Stored data entries:
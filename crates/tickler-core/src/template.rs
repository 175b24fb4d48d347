//! Rendering of a recurring ticket into its next occurrence.
//!
//! Title and body are Handlebars templates rendered in strict mode with no
//! HTML escaping. Besides the template data (`number`, `title`, `labels`,
//! `directives`) the following helpers are available:
//!
//! - `{{now}}` / `{{now "%Y-%m-%d"}}`: render time, RFC 3339 by default
//! - `{{upper s}}`, `{{lower s}}`
//!
//! A field that fails to render keeps its literal text.

use crate::directive::DirectiveSet;
use crate::error::TicklerError;
use crate::types::Ticket;
use chrono::{DateTime, SecondsFormat, Utc};
use handlebars::{handlebars_helper, Handlebars, RenderErrorReason};
use serde::Serialize;
use std::fmt::Write as _;

handlebars_helper!(upper: |s: str| s.to_uppercase());
handlebars_helper!(lower: |s: str| s.to_lowercase());

// ---------------------------------------------------------------------------
// RenderedOccurrence
// ---------------------------------------------------------------------------

#[derive(Debug, Clone, PartialEq, Eq, Serialize)]
pub struct RenderedOccurrence {
    pub title: String,
    pub body: String,
    pub labels: Vec<String>,
}

#[derive(Serialize)]
struct TemplateData<'a> {
    number: u64,
    title: &'a str,
    labels: &'a [String],
    directives: &'a std::collections::BTreeMap<String, String>,
}

// ---------------------------------------------------------------------------
// Templater
// ---------------------------------------------------------------------------

pub struct Templater {
    registry: Handlebars<'static>,
}

impl Templater {
    /// Build a templater whose `now` helper reports `now`.
    pub fn new(now: DateTime<Utc>) -> Self {
        let mut registry = Handlebars::new();
        registry.set_strict_mode(true);
        registry.register_escape_fn(handlebars::no_escape);
        registry.register_helper("upper", Box::new(upper));
        registry.register_helper("lower", Box::new(lower));
        registry.register_helper(
            "now",
            Box::new(
                move |h: &handlebars::Helper,
                      _: &Handlebars,
                      _: &handlebars::Context,
                      _: &mut handlebars::RenderContext,
                      out: &mut dyn handlebars::Output| {
                    let rendered = match h.param(0).and_then(|v| v.value().as_str()) {
                        Some(fmt) => {
                            let mut s = String::new();
                            write!(s, "{}", now.format(fmt)).map_err(|_| {
                                RenderErrorReason::Other(format!("invalid time format '{fmt}'"))
                            })?;
                            s
                        }
                        None => now.to_rfc3339_opts(SecondsFormat::Secs, true),
                    };
                    out.write(&rendered)?;
                    Ok(())
                },
            ),
        );
        Self { registry }
    }

    /// Render one template string against `data`.
    pub fn render_str<T: Serialize>(&self, template: &str, data: &T) -> Result<String, TicklerError> {
        self.registry
            .render_template(template, data)
            .map_err(|e| TicklerError::TemplateRender(e.to_string()))
    }

    /// Render the next occurrence of `original`. Each field falls back to its
    /// literal text independently when its template cannot be rendered.
    pub fn render(&self, original: &Ticket, directives: &DirectiveSet) -> RenderedOccurrence {
        let labels = directives.labels();
        let data = TemplateData {
            number: original.id.0,
            title: &original.title,
            labels: &labels,
            directives: &directives.values,
        };

        let title = self.render_or_literal("title", &original.title, &data, original);
        let body = self.render_or_literal("body", &directives.residual, &data, original);

        RenderedOccurrence {
            title,
            body,
            labels,
        }
    }

    fn render_or_literal(
        &self,
        field: &str,
        template: &str,
        data: &TemplateData<'_>,
        original: &Ticket,
    ) -> String {
        match self.render_str(template, data) {
            Ok(rendered) => rendered,
            Err(e) => {
                tracing::warn!(number = %original.id, field, error = %e, "template fell back to literal text");
                template.to_string()
            }
        }
    }
}
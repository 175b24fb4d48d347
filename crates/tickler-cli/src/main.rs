mod cmd;
mod output;
mod root;

use chrono::{DateTime, Utc};
use clap::{Parser, Subcommand};
use cmd::config::ConfigSubcommand;
use std::path::PathBuf;

#[derive(Parser)]
#[command(
    name = "tickler",
    about = "Recurring issues and due-date reminders for GitHub, driven by directives in issue bodies",
    version,
    propagate_version = true
)]
struct Cli {
    /// Config file (default: nearest .tickler.yaml, else built-in defaults)
    #[arg(long, global = true, env = "TICKLER_CONFIG")]
    config: Option<PathBuf>,

    /// Output as JSON
    #[arg(long, global = true, short = 'j')]
    json: bool,

    #[command(subcommand)]
    command: Commands,
}

#[derive(Subcommand)]
enum Commands {
    /// Evaluate every open issue and apply the resulting actions
    Run {
        /// GitHub token with issues read/write access
        #[arg(long, env = "GITHUB_TOKEN", hide_env_values = true)]
        token: String,

        /// Repository as owner/name
        #[arg(long, env = "GITHUB_REPOSITORY")]
        repository: String,

        /// Don't actually do anything, just log what would be done
        #[arg(short = 'n', long)]
        dry_run: bool,

        /// Evaluate as of this instant (RFC 3339) instead of the current time
        #[arg(long)]
        now: Option<DateTime<Utc>>,
    },

    /// Evaluate a single issue body offline and show the planned actions
    Inspect {
        /// File holding the issue body, or - for stdin
        file: PathBuf,

        /// Issue number used for provenance and templates
        #[arg(long, default_value = "0")]
        number: u64,

        /// Issue title
        #[arg(long, default_value = "")]
        title: String,

        /// Creation time (RFC 3339, default: --now)
        #[arg(long)]
        created: Option<DateTime<Utc>>,

        /// Last update time (RFC 3339, default: creation time)
        #[arg(long)]
        updated: Option<DateTime<Utc>>,

        /// Labels already on the issue (comma separated)
        #[arg(long, value_delimiter = ',')]
        labels: Vec<String>,

        /// Evaluate as of this instant (RFC 3339) instead of the current time
        #[arg(long)]
        now: Option<DateTime<Utc>>,
    },

    /// Show or validate the effective configuration
    Config {
        #[command(subcommand)]
        subcommand: ConfigSubcommand,
    },
}

fn main() {
    let cli = Cli::parse();

    let default_level = match &cli.command {
        Commands::Run { .. } => tracing::Level::INFO,
        _ => tracing::Level::WARN,
    };

    tracing_subscriber::fmt()
        .with_env_filter(
            tracing_subscriber::EnvFilter::from_default_env().add_directive(default_level.into()),
        )
        .with_target(false)
        .with_writer(std::io::stderr)
        .init();

    let result = root::load_config(cli.config.as_deref()).and_then(|(config, path)| {
        match cli.command {
            Commands::Run {
                token,
                repository,
                dry_run,
                now,
            } => cmd::run::run(
                &config,
                &token,
                &repository,
                dry_run,
                now.unwrap_or_else(Utc::now),
                cli.json,
            ),
            Commands::Inspect {
                file,
                number,
                title,
                created,
                updated,
                labels,
                now,
            } => cmd::inspect::run(
                &config,
                cmd::inspect::InspectArgs {
                    file,
                    number,
                    title,
                    created,
                    updated,
                    labels,
                    now: now.unwrap_or_else(Utc::now),
                },
                cli.json,
            ),
            Commands::Config { subcommand } => {
                cmd::config::run(&config, path.as_deref(), subcommand, cli.json)
            }
        }
    });

    if let Err(e) = result {
        // Print the full error chain (anyhow's alternate Display)
        eprintln!("error: {e:#}");
        std::process::exit(1);
    }
}
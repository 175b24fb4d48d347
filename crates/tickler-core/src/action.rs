//! Instructions the engine hands to the tracker, and the seams that carry
//! them out.
//!
//! The engine only ever produces `Action`s. A [`TicketSource`] feeds it
//! tickets and an [`ActionSink`] executes what it decides; dry runs swap in
//! [`DryRun`], which logs instead of dispatching.

use crate::error::Result;
use crate::types::{Ticket, TicketFilter, TicketId};
use serde::{Deserialize, Serialize};
use std::fmt;

// ---------------------------------------------------------------------------
// Action
// ---------------------------------------------------------------------------

#[derive(Debug, Clone, PartialEq, Eq, Serialize, Deserialize)]
#[serde(tag = "kind", rename_all = "snake_case")]
pub enum Action {
    /// Open a new ticket, e.g. the next occurrence of a recurring one.
    CreateTicket {
        source: TicketId,
        title: String,
        body: String,
        labels: Vec<String>,
    },
    AddLabels {
        ticket: TicketId,
        labels: Vec<String>,
    },
    PostComment {
        ticket: TicketId,
        body: String,
    },
}

impl Action {
    /// The ticket this action concerns (for creates, the one being cloned).
    pub fn ticket(&self) -> TicketId {
        match self {
            Action::CreateTicket { source, .. } => *source,
            Action::AddLabels { ticket, .. } | Action::PostComment { ticket, .. } => *ticket,
        }
    }

    pub fn as_str(&self) -> &'static str {
        match self {
            Action::CreateTicket { .. } => "create ticket",
            Action::AddLabels { .. } => "add labels",
            Action::PostComment { .. } => "post comment",
        }
    }
}

impl fmt::Display for Action {
    fn fmt(&self, f: &mut fmt::Formatter<'_>) -> fmt::Result {
        match self {
            Action::CreateTicket { source, title, .. } => {
                write!(f, "create '{title}' (from #{source})")
            }
            Action::AddLabels { ticket, labels } => {
                write!(f, "label #{ticket} with {}", labels.join(", "))
            }
            Action::PostComment { ticket, body } => write!(f, "comment on #{ticket}: {body}"),
        }
    }
}

// ---------------------------------------------------------------------------
// Outcome
// ---------------------------------------------------------------------------

#[derive(Debug, Clone, Copy, PartialEq, Eq, Serialize, Deserialize)]
#[serde(tag = "outcome", rename_all = "snake_case")]
pub enum Outcome {
    Created { id: TicketId },
    Applied,
    /// Not dispatched (dry run).
    Skipped,
}

// ---------------------------------------------------------------------------
// Collaborator seams
// ---------------------------------------------------------------------------

pub trait TicketSource {
    fn list_open_tickets(&self, filter: &TicketFilter) -> Result<Vec<Ticket>>;
}

pub trait ActionSink {
    fn apply(&self, action: &Action) -> Result<Outcome>;
}

/// Sink that logs every instruction and dispatches nothing.
#[derive(Debug, Clone, Copy, Default)]
pub struct DryRun;

impl ActionSink for DryRun {
    fn apply(&self, action: &Action) -> Result<Outcome> {
        match action {
            Action::CreateTicket {
                source,
                title,
                body,
                labels,
            } => tracing::info!(
                source = %source,
                title = %title,
                body = %body,
                labels = ?labels,
                "dry run: would create ticket"
            ),
            Action::AddLabels { ticket, labels } => {
                tracing::info!(number = %ticket, labels = ?labels, "dry run: would add labels")
            }
            Action::PostComment { ticket, body } => {
                tracing::info!(number = %ticket, body = %body, "dry run: would post comment")
            }
        }
        Ok(Outcome::Skipped)
    }
}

● Problem requirements
Could you find every line in the records above that has the string "engine" and copy it?

● Answer to this task
//! Instructions the engine hands to the tracker, and the seams that carry
//! The engine only ever produces `Action`s. A [`TicketSource`] feeds it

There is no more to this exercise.